Background information
- Also known as: Grand Funk, GFR
- Origin: Flint, Michigan, U.S.
- Genres: Rock; hard rock; arena rock;
- Works: Discography
- Years active: 1969–1976; 1981–1983; 1996–1998; 2000–present;
- Labels: Capitol; MCA; Full Moon;
- Members: Don Brewer Mel Schacher Tim Cashion Mark Chatfield
- Past members: Mark Farner Craig Frost Dennis Bellinger Rick Baker Howard Eddy, Jr. Stanley Sheldon Bruce Kulick Max Carl
- Website: grandfunkrailroad.com

= Grand Funk Railroad =

American band

Grand Funk Railroad (often shortened to Grand Funk) is an American rock band formed in Flint, Michigan, in 1969 by Mark Farner (vocals, guitar, keyboards, harmonica), Don Brewer (drums, vocals) and Mel Schacher (bass).
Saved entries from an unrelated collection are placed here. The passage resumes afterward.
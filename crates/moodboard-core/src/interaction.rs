//! Card hover and two-step delete.

use crate::domain::ItemId;

/// Result of pressing a card's delete button
#[derive(Debug, Clone, Copy, PartialEq, Eq)]
pub enum DeleteStep {
    /// First press: the card now shows its confirm button
    Armed,
    /// Second press on the same card: remove it
    Confirmed,
}

/// Which card is hovered and which one is waiting for delete confirmation
///
/// At most one card is armed. Leaving a card disarms it.
#[derive(Debug, Clone, Copy, PartialEq, Eq, Default)]
pub struct CardInteraction {
    hovered: Option<ItemId>,
    armed: Option<ItemId>,
}

impl CardInteraction {
    pub fn hovered(&self) -> Option<ItemId> {
        self.hovered
    }

    pub fn armed(&self) -> Option<ItemId> {
        self.armed
    }

    pub fn is_hovered(&self, id: ItemId) -> bool {
        self.hovered == Some(id)
    }

    pub fn is_armed(&self, id: ItemId) -> bool {
        self.armed == Some(id)
    }

    pub fn enter(&mut self, id: ItemId) {
        self.hovered = Some(id);
    }

    pub fn leave(&mut self, id: ItemId) {
        if self.hovered == Some(id) {
            self.hovered = None;
        }
        self.armed = None;
    }

    pub fn press_delete(&mut self, id: ItemId) -> DeleteStep {
        if self.armed == Some(id) {
            self.armed = None;
            DeleteStep::Confirmed
        } else {
            self.armed = Some(id);
            DeleteStep::Armed
        }
    }

    /// Drop any reference to an item that no longer exists
    pub fn forget(&mut self, id: ItemId) {
        if self.hovered == Some(id) {
            self.hovered = None;
        }
        if self.armed == Some(id) {
            self.armed = None;
        }
    }
}
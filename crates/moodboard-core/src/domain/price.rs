//! Price text parsing.
//!
//! Prices are stored as typed. Reading one takes the leading decimal number
//! and ignores whatever follows it, so "45 each" reads as 45 while "$45"
//! does not parse at all. A number too large for `f64` is not a price.

use regex::Regex;
use std::sync::OnceLock;

static LEADING_NUMBER: OnceLock<Regex> = OnceLock::new();

fn leading_number() -> &'static Regex {
    LEADING_NUMBER.get_or_init(|| {
        Regex::new(r"^[+-]?(?:\d+(?:\.\d*)?|\.\d+)(?:[eE][+-]?\d+)?").expect("valid price pattern")
    })
}

/// Parse the leading number of a price string
pub fn parse_price(raw: &str) -> Option<f64> {
    let found = leading_number().find(raw.trim_start())?;
    found
        .as_str()
        .parse::<f64>()
        .ok()
        .filter(|value| value.is_finite())
}

#[cfg(test)]
mod tests {
    use super::*;

    #[test]
    fn test_plain_numbers() {
        assert_eq!(parse_price("1299"), Some(1299.0));
        assert_eq!(parse_price("12.50"), Some(12.5));
        assert_eq!(parse_price(".5"), Some(0.5));
        assert_eq!(parse_price("  89"), Some(89.0));
        assert_eq!(parse_price("1e3"), Some(1000.0));
    }

    #[test]
    fn test_trailing_text_is_ignored() {
        assert_eq!(parse_price("45 each"), Some(45.0));
        assert_eq!(parse_price("19.99USD"), Some(19.99));
        assert_eq!(parse_price("2e"), Some(2.0));
    }

    #[test]
    fn test_unparseable() {
        assert_eq!(parse_price(""), None);
        assert_eq!(parse_price("$45"), None);
        assert_eq!(parse_price("about forty"), None);
        assert_eq!(parse_price("."), None);
    }

    #[test]
    fn test_infinite_values_are_unparseable() {
        assert_eq!(parse_price("1e400"), None);
        assert_eq!(parse_price("Infinity"), None);
        assert_eq!(parse_price("-1e999 dollars"), None);
        assert_eq!(parse_price("1e308"), Some(1e308));
    }
}
//! Board Configuration
//!
//! Optional settings a host page can supply as `window.__moodboardConfig`.

use std::time::Duration;

use rolling_logger::LoggerConfig;
use serde::Deserialize;

/// Page-level settings (every field optional, camelCase on the JS side)
#[derive(Debug, Clone, PartialEq, Eq, Deserialize)]
#[serde(default, rename_all = "camelCase")]
pub struct BoardConfig {
    /// How long a confirmation toast stays up
    pub toast_duration_ms: u32,
    /// Minimum log level: error, warn, info, debug or trace
    pub log_level: String,
    /// Log lines kept in memory
    pub log_capacity: usize,
}

impl Default for BoardConfig {
    fn default() -> Self {
        Self {
            toast_duration_ms: 2200,
            log_level: "info".to_string(),
            log_capacity: rolling_logger::DEFAULT_CAPACITY,
        }
    }
}

impl BoardConfig {
    pub fn toast_duration(&self) -> Duration {
        Duration::from_millis(u64::from(self.toast_duration_ms))
    }

    pub fn logger_config(&self) -> LoggerConfig {
        LoggerConfig::from_level_name(&self.log_level, self.log_capacity)
    }
}

#[cfg(test)]
mod tests {
    use super::*;

    #[test]
    fn test_defaults() {
        let config = BoardConfig::default();
        assert_eq!(config.toast_duration(), Duration::from_millis(2200));
        assert_eq!(config.logger_config(), LoggerConfig::default());
    }

    #[test]
    fn test_logger_config() {
        let config = BoardConfig {
            log_level: "debug".to_string(),
            log_capacity: 20,
            ..BoardConfig::default()
        };
        let logger = config.logger_config();
        assert_eq!(logger.level, LoggerConfig::from_level_name("DEBUG", 1).level);
        assert_eq!(logger.capacity, 20);
    }
}
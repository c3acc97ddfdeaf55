//! Leptos DragDrop Utilities
//!
//! HTML5 drag-and-drop for Leptos: handler factories for a drop surface and
//! extraction of the dropped text from the event's `DataTransfer`.

use leptos::prelude::*;
use web_sys::DragEvent;

/// Link list format (RFC 2483)
pub const URI_LIST: &str = "text/uri-list";
/// Fallback text format
pub const PLAIN_TEXT: &str = "text/plain";

/// Choose the dropped text: the first link of a uri-list, else the plain text
///
/// uri-list lines starting with `#` are comments. Empty values count as absent.
pub fn pick_payload(uri_list: Option<String>, plain: Option<String>) -> Option<String> {
    let from_list = uri_list.and_then(|list| {
        list.lines()
            .map(str::trim)
            .find(|line| !line.is_empty() && !line.starts_with('#'))
            .map(str::to_string)
    });
    from_list.or_else(|| plain.filter(|text| !text.is_empty()))
}

/// Read the dropped text out of a drop event
pub fn read_payload(ev: &DragEvent) -> Option<String> {
    let data = ev.data_transfer()?;
    pick_payload(data.get_data(URI_LIST).ok(), data.get_data(PLAIN_TEXT).ok())
}

/// Create dragover handler: marks the surface as a drop target
pub fn make_on_dragover(on_over: Callback<()>) -> impl Fn(DragEvent) + Copy + 'static {
    move |ev: DragEvent| {
        // Without this the browser refuses the drop.
        ev.prevent_default();
        on_over.run(());
    }
}

/// Create dragleave handler
pub fn make_on_dragleave(on_leave: Callback<()>) -> impl Fn(DragEvent) + Copy + 'static {
    move |_ev: DragEvent| {
        on_leave.run(());
    }
}

/// Create drop handler: passes the dropped text (if any) to `on_drop`
pub fn make_on_drop(on_drop: Callback<Option<String>>) -> impl Fn(DragEvent) + Copy + 'static {
    move |ev: DragEvent| {
        ev.prevent_default();
        on_drop.run(read_payload(&ev));
    }
}
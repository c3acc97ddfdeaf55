//! Moodboard Core
//!
//! Layered like the rest of the app:
//! - domain: items, drafts and store rejections
//! - repository: the Repository trait, the in-memory store and seed sources
//! - view, editor, interaction, link, toast: the page's state slices
//! - board: all of the above as one explicitly owned value

pub mod domain;
pub mod repository;
pub mod view;
pub mod editor;
pub mod interaction;
pub mod link;
pub mod toast;
pub mod board;

pub use board::Board;
pub use domain::{BoardError, BoardResult, Item, ItemDraft, ItemId, Room, Status};
pub use editor::{Editor, EditorState, SaveOutcome};
pub use repository::{ItemStore, Repository, SeedSource};
pub use toast::ToastTicket;
pub use view::{RoomFilter, Summary};
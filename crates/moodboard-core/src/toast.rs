//! Confirmation Toast
//!
//! One message at a time. Every `show` hands out a ticket; the scheduled
//! dismissal passes that ticket back, and only the newest ticket may clear
//! the message, so a late timer from an older toast cannot hide a newer one.

pub const ADDED: &str = "Added to moodboard ✓";
pub const UPDATED: &str = "Item updated ✓";
pub const REMOVED: &str = "Item removed";
pub const LINK_CAPTURED: &str = "Link captured — fill in the details!";

/// Identifies one `show` call
#[derive(Debug, Clone, Copy, PartialEq, Eq, Hash)]
pub struct ToastTicket(u64);

#[derive(Debug, Clone, PartialEq, Eq, Default)]
pub struct ToastSlot {
    message: Option<String>,
    generation: u64,
}

impl ToastSlot {
    pub fn message(&self) -> Option<&str> {
        self.message.as_deref()
    }

    pub fn show(&mut self, message: impl Into<String>) -> ToastTicket {
        self.generation = self.generation.wrapping_add(1);
        self.message = Some(message.into());
        ToastTicket(self.generation)
    }

    /// Clear the message if `ticket` belongs to the toast currently shown
    pub fn dismiss(&mut self, ticket: ToastTicket) -> bool {
        if ticket.0 == self.generation && self.message.is_some() {
            self.message = None;
            true
        } else {
            false
        }
    }
}

#[cfg(test)]
mod tests {
    use super::*;

    #[test]
    fn test_show_and_dismiss() {
        let mut slot = ToastSlot::default();
        assert_eq!(slot.message(), None);

        let ticket = slot.show(ADDED);
        assert_eq!(slot.message(), Some(ADDED));
        assert!(slot.dismiss(ticket));
        assert_eq!(slot.message(), None);
        assert!(!slot.dismiss(ticket));
    }

    #[test]
    fn test_newer_toast_survives_older_timer() {
        let mut slot = ToastSlot::default();
        let first = slot.show(ADDED);
        let second = slot.show(REMOVED);

        assert!(!slot.dismiss(first));
        assert_eq!(slot.message(), Some(REMOVED));
        assert!(slot.dismiss(second));
    }
}
//! Items
//!
//! A product pinned to the moodboard, plus the draft the editor works on.

use serde::{Deserialize, Deserializer, Serialize};

use super::price::parse_price;

pub type ItemId = u32;

/// Room an item belongs to
#[derive(Debug, Clone, Copy, PartialEq, Eq, Hash, Serialize, Deserialize, Default)]
pub enum Room {
    #[default]
    #[serde(rename = "Living Room")]
    LivingRoom,
    Bedroom,
    Kitchen,
    Bathroom,
    Office,
    Outdoor,
    Other,
}

impl Room {
    /// Every room, in the order the filter row and the room picker show them
    pub const ALL: [Room; 7] = [
        Room::LivingRoom,
        Room::Bedroom,
        Room::Kitchen,
        Room::Bathroom,
        Room::Office,
        Room::Outdoor,
        Room::Other,
    ];

    pub fn as_str(&self) -> &'static str {
        match self {
            Room::LivingRoom => "Living Room",
            Room::Bedroom => "Bedroom",
            Room::Kitchen => "Kitchen",
            Room::Bathroom => "Bathroom",
            Room::Office => "Office",
            Room::Outdoor => "Outdoor",
            Room::Other => "Other",
        }
    }

    pub fn parse(label: &str) -> Option<Self> {
        Self::ALL.into_iter().find(|room| room.as_str() == label)
    }
}

/// How much the user wants an item
#[derive(Debug, Clone, Copy, PartialEq, Eq, Hash, Serialize, Deserialize, Default)]
pub enum Status {
    #[default]
    Want,
    Maybe,
    #[serde(rename = "Saving For")]
    SavingFor,
    Bought,
}

impl Status {
    pub const ALL: [Status; 4] = [Status::Want, Status::Maybe, Status::SavingFor, Status::Bought];

    pub fn as_str(&self) -> &'static str {
        match self {
            Status::Want => "Want",
            Status::Maybe => "Maybe",
            Status::SavingFor => "Saving For",
            Status::Bought => "Bought",
        }
    }

    pub fn parse(label: &str) -> Option<Self> {
        Self::ALL.into_iter().find(|status| status.as_str() == label)
    }
}

/// A catalog entry
///
/// `brand`, `link` and `price` are free text where an empty string means
/// "not given". `price` keeps exactly what the user typed.
#[derive(Debug, Clone, PartialEq, Eq, Hash, Serialize, Deserialize)]
pub struct Item {
    pub id: ItemId,
    pub name: String,
    #[serde(default, deserialize_with = "null_as_default")]
    pub brand: String,
    pub image: String,
    #[serde(default, deserialize_with = "null_as_default")]
    pub link: String,
    #[serde(default, deserialize_with = "null_as_default")]
    pub room: Room,
    #[serde(default, deserialize_with = "deserialize_price")]
    pub price: String,
    #[serde(default, deserialize_with = "null_as_default")]
    pub status: Status,
}

impl Item {
    /// Build a stored item from a draft under the given id
    pub fn from_draft(id: ItemId, draft: &ItemDraft) -> Self {
        Self {
            id,
            name: draft.name.clone(),
            brand: draft.brand.clone(),
            image: draft.image.clone(),
            link: draft.link.clone(),
            room: draft.room,
            price: draft.price.clone(),
            status: draft.status,
        }
    }

    /// Overwrite every editable field with the draft's, keeping the id
    pub fn apply(&mut self, draft: &ItemDraft) {
        *self = Self::from_draft(self.id, draft);
    }

    /// Price as a number, if the stored text parses
    pub fn listed_price(&self) -> Option<f64> {
        parse_price(&self.price)
    }

    /// Price for totals: unparseable text counts as zero
    pub fn price_value(&self) -> f64 {
        self.listed_price().unwrap_or(0.0)
    }
}


/// Editable fields of an item, held by the editor until saved
#[derive(Debug, Clone, PartialEq, Eq, Default)]
pub struct ItemDraft {
    pub name: String,
    pub brand: String,
    pub image: String,
    pub link: String,
    pub room: Room,
    pub price: String,
    pub status: Status,
}

impl ItemDraft {
    /// Seed a draft from an existing item
    pub fn from_item(item: &Item) -> Self {
        Self {
            name: item.name.clone(),
            brand: item.brand.clone(),
            image: item.image.clone(),
            link: item.link.clone(),
            room: item.room,
            price: item.price.clone(),
            status: item.status,
        }
    }

    /// Fresh draft with only the product link filled in
    pub fn with_link(link: impl Into<String>) -> Self {
        Self {
            link: link.into(),
            ..Self::default()
        }
    }

    /// First required field that is still blank
    pub fn missing_field(&self) -> Option<&'static str> {
        if self.name.trim().is_empty() {
            Some("name")
        } else if self.image.trim().is_empty() {
            Some("image")
        } else {
            None
        }
    }

    pub fn is_complete(&self) -> bool {
        self.missing_field().is_none()
    }
}

/// Seed data may send `null` for an optional field
fn null_as_default<'de, D, T>(deserializer: D) -> Result<T, D::Error>
where
    D: Deserializer<'de>,
    T: Deserialize<'de> + Default,
{
    Ok(Option::<T>::deserialize(deserializer)?.unwrap_or_default())
}

/// Seed data may carry the price as a JSON number
fn deserialize_price<'de, D>(deserializer: D) -> Result<String, D::Error>
where
    D: Deserializer<'de>,
{
    #[derive(Deserialize)]
    #[serde(untagged)]
    enum RawPrice {
        Text(String),
        Number(f64),
    }

    Ok(match Option::<RawPrice>::deserialize(deserializer)? {
        Some(RawPrice::Text(text)) => text,
        Some(RawPrice::Number(value)) => value.to_string(),
        None => String::new(),
    })
}

#[cfg(test)]
mod tests {
    use super::*;

    fn sofa_draft() -> ItemDraft {
        ItemDraft {
            name: "Linen Sofa".to_string(),
            brand: "Article".to_string(),
            image: "sofa.jpg".to_string(),
            link: "https://example.com/sofa".to_string(),
            room: Room::LivingRoom,
            price: "1299".to_string(),
            status: Status::Want,
        }
    }

    #[test]
    fn test_default_draft() {
        let draft = ItemDraft::default();
        assert_eq!(draft.room, Room::LivingRoom);
        assert_eq!(draft.status, Status::Want);
        assert!(draft.name.is_empty());
        assert!(!draft.is_complete());
    }

    #[test]
    fn test_missing_field_treats_whitespace_as_blank() {
        let mut draft = sofa_draft();
        draft.name = "   ".to_string();
        assert_eq!(draft.missing_field(), Some("name"));

        let mut draft = sofa_draft();
        draft.image = String::new();
        assert_eq!(draft.missing_field(), Some("image"));

        assert_eq!(sofa_draft().missing_field(), None);
    }

    #[test]
    fn test_apply_keeps_id() {
        let mut item = Item::from_draft(7, &sofa_draft());
        let mut draft = sofa_draft();
        draft.name = "Velvet Sofa".to_string();
        draft.status = Status::Bought;
        item.apply(&draft);

        assert_eq!(item.id, 7);
        assert_eq!(item.name, "Velvet Sofa");
        assert_eq!(item.status, Status::Bought);
        assert_eq!(ItemDraft::from_item(&item), draft);
    }

    #[test]
    fn test_with_link_resets_other_fields() {
        let draft = ItemDraft::with_link("https://shop.example/item");
        assert_eq!(draft.link, "https://shop.example/item");
        assert_eq!(draft, ItemDraft { link: draft.link.clone(), ..ItemDraft::default() });
    }

    #[test]
    fn test_labels() {
        assert_eq!(Room::parse("Living Room"), Some(Room::LivingRoom));
        assert_eq!(Room::parse("Garage"), None);
        assert_eq!(Status::SavingFor.as_str(), "Saving For");
        assert_eq!(Status::parse("Bought"), Some(Status::Bought));
    }

    #[test]
    fn test_deserialize_seed_item() {
        let json = r#"{"id": 3, "name": "Woven Throw", "image": "throw.jpg", "room": "Living Room", "price": 65, "status": "Saving For"}"#;
        let item: Item = serde_json::from_str(json).unwrap();
        assert_eq!(item.price, "65");
        assert_eq!(item.status, Status::SavingFor);
        assert_eq!(item.brand, "");

        let json = r#"{"id": 4, "name": "Board", "image": "b.jpg", "room": "Kitchen", "price": "45"}"#;
        let item: Item = serde_json::from_str(json).unwrap();
        assert_eq!(item.price, "45");
        assert_eq!(item.status, Status::Want);
    }

    #[test]
    fn test_deserialize_nulls_as_absent() {
        let json = r#"{"id": 5, "name": "Planter", "image": "p.jpg", "brand": null, "link": null, "room": null, "price": null, "status": null}"#;
        let item: Item = serde_json::from_str(json).unwrap();
        assert_eq!(item.brand, "");
        assert_eq!(item.link, "");
        assert_eq!(item.room, Room::LivingRoom);
        assert_eq!(item.price, "");
        assert_eq!(item.status, Status::Want);

        let json = r#"{"id": 6, "name": null, "image": "p.jpg"}"#;
        assert!(serde_json::from_str::<Item>(json).is_err());
    }

    #[test]
    fn test_price_value_defaults_to_zero() {
        let mut item = Item::from_draft(1, &sofa_draft());
        assert_eq!(item.price_value(), 1299.0);
        item.price = "call for price".to_string();
        assert_eq!(item.listed_price(), None);
        assert_eq!(item.price_value(), 0.0);
    }
}
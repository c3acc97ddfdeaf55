//! Global Application State Store
//!
//! Uses Leptos reactive_stores for fine-grained reactivity.

use moodboard_core::Board;
use reactive_stores::Store;

use crate::config::BoardConfig;

/// Global application state with field-level reactivity
#[derive(Clone, Debug, Default, Store)]
pub struct AppState {
    /// Items, filter, editor and transient UI state
    pub board: Board,
    /// Page settings, read once at startup
    pub config: BoardConfig,
}

impl AppState {
    pub fn new(board: Board, config: BoardConfig) -> Self {
        Self { board, config }
    }
}

/// Type alias for the store
pub type AppStore = Store<AppState>;
//! Repository Layer
//!
//! Data access for the board:
//! - traits: the Repository contract
//! - item_store: the in-memory session store
//! - seed: where the starting items come from

mod traits;
mod item_store;
mod seed;


pub use traits::Repository;
pub use item_store::ItemStore;
pub use seed::{collect_items, load_or_sample, sample_items, JsonSeed, SampleSeed, SeedSource, StaticSeed};
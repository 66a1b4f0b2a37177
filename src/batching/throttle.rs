use chrono::{DateTime, Duration, Utc};

/// 发送节流：两次调用语言模型之间至少间隔 interval
#[derive(Debug, Clone)]
pub struct Throttle {
    interval: Duration,
    last_dispatch: Option<DateTime<Utc>>,
}

impl Throttle {
    pub fn new(interval: Duration) -> Self {
        Self {
            interval,
            last_dispatch: None,
        }
    }

    /// 超出 chrono 可表示范围时饱和为最大间隔，即首次之后不再发送
    pub fn from_secs(secs: u64) -> Self {
        Self::new(interval_from_secs(secs).unwrap_or(Duration::MAX))
    }

    /// 间隔已满足时记录本次发送时间并返回 true；从未发送过时总是允许
    pub fn try_dispatch(&mut self, now: DateTime<Utc>) -> bool {
        match self.last_dispatch {
            Some(last) if now - last < self.interval => false,
            _ => {
                self.last_dispatch = Some(now);
                true
            }
        }
    }

    /// 距离下一次允许发送的剩余时间
    pub fn remaining(&self, now: DateTime<Utc>) -> Duration {
        match self.last_dispatch {
            Some(last) => self
                .interval
                .checked_sub(&(now - last))
                .unwrap_or(self.interval)
                .max(Duration::zero()),
            None => Duration::zero(),
        }
    }

    #[cfg(test)]
    pub fn last_dispatch(&self) -> Option<DateTime<Utc>> {
        self.last_dispatch
    }

    #[cfg(test)]
    pub fn with_last_dispatch(mut self, last: DateTime<Utc>) -> Self {
        self.last_dispatch = Some(last);
        self
    }
}

/// 秒数转换为 chrono 间隔，超出范围返回 None
pub fn interval_from_secs(secs: u64) -> Option<Duration> {
    i64::try_from(secs).ok().and_then(Duration::try_seconds)
}
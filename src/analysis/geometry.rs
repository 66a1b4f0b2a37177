use crate::types::Point;

/// 两点间欧氏距离
pub fn distance(p1: &Point, p2: &Point) -> f64 {
    ((p2.x - p1.x).powi(2) + (p2.y - p1.y).powi(2) + (p2.z - p1.z).powi(2)).sqrt()
}

/// 以 p2 为顶点、由 p1-p2-p3 构成的夹角（角度制，余弦定理）
/// 顶点与任一相邻点重合时返回 0
pub fn angle_between(p1: &Point, p2: &Point, p3: &Point) -> f64 {
    let a = distance(p2, p1);
    let b = distance(p2, p3);
    let c = distance(p3, p1);

    if a * b == 0.0 {
        return 0.0;
    }

    // 共线时浮点误差可能让余弦略超出 [-1, 1]
    let cos = ((a * a + b * b - c * c) / (2.0 * a * b)).clamp(-1.0, 1.0);
    cos.acos().to_degrees()
}
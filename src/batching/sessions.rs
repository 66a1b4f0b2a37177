use std::collections::HashMap;
use std::sync::Mutex;
use log::warn;

use crate::types::Frame;
use super::FrameBuffer;

pub const DEFAULT_SESSION: &str = "default";

/// 请求/响应通道的按会话帧缓冲
/// 追加与整批取出在同一把锁内完成，每一批只会被一个调用者取走
#[derive(Debug)]
pub struct SessionRegistry {
    buffers: Mutex<HashMap<String, FrameBuffer>>,
    threshold: usize,
}

impl SessionRegistry {
    pub fn new(threshold: usize) -> Self {
        Self {
            buffers: Mutex::new(HashMap::new()),
            threshold,
        }
    }

    pub fn push(&self, session_id: &str, frame: Frame) -> Option<Vec<Frame>> {
        let mut buffers = self.lock();
        let buffer = buffers
            .entry(session_id.to_string())
            .or_insert_with(|| FrameBuffer::new(self.threshold));
        let batch = buffer.push(frame);

        // 已取空的会话不再占用内存
        if batch.is_some() {
            buffers.remove(session_id);
        }
        batch
    }

    #[cfg(test)]
    pub fn len(&self, session_id: &str) -> usize {
        self.lock().get(session_id).map_or(0, FrameBuffer::len)
    }

    #[cfg(test)]
    pub fn session_count(&self) -> usize {
        self.lock().len()
    }

    fn lock(&self) -> std::sync::MutexGuard<'_, HashMap<String, FrameBuffer>> {
        match self.buffers.lock() {
            Ok(guard) => guard,
            Err(poisoned) => {
                warn!("Session registry lock poisoned, recovering");
                poisoned.into_inner()
            }
        }
    }
}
The band achieved peak popularity and success during the 1970s with hit songs such as "We're an American Band", "I'm Your Captain (Closer to Home)", "Some Kind of Wonderful" (a cover of Soul Brothers Six), "Walk Like a Man", "The Loco-Motion" (a cover of Little Eva), "Bad Time" and "Shinin' On". Grand Funk released six Platinum and seven Gold-certified albums between their recording debut in 1969 and their first disbandment in 1976.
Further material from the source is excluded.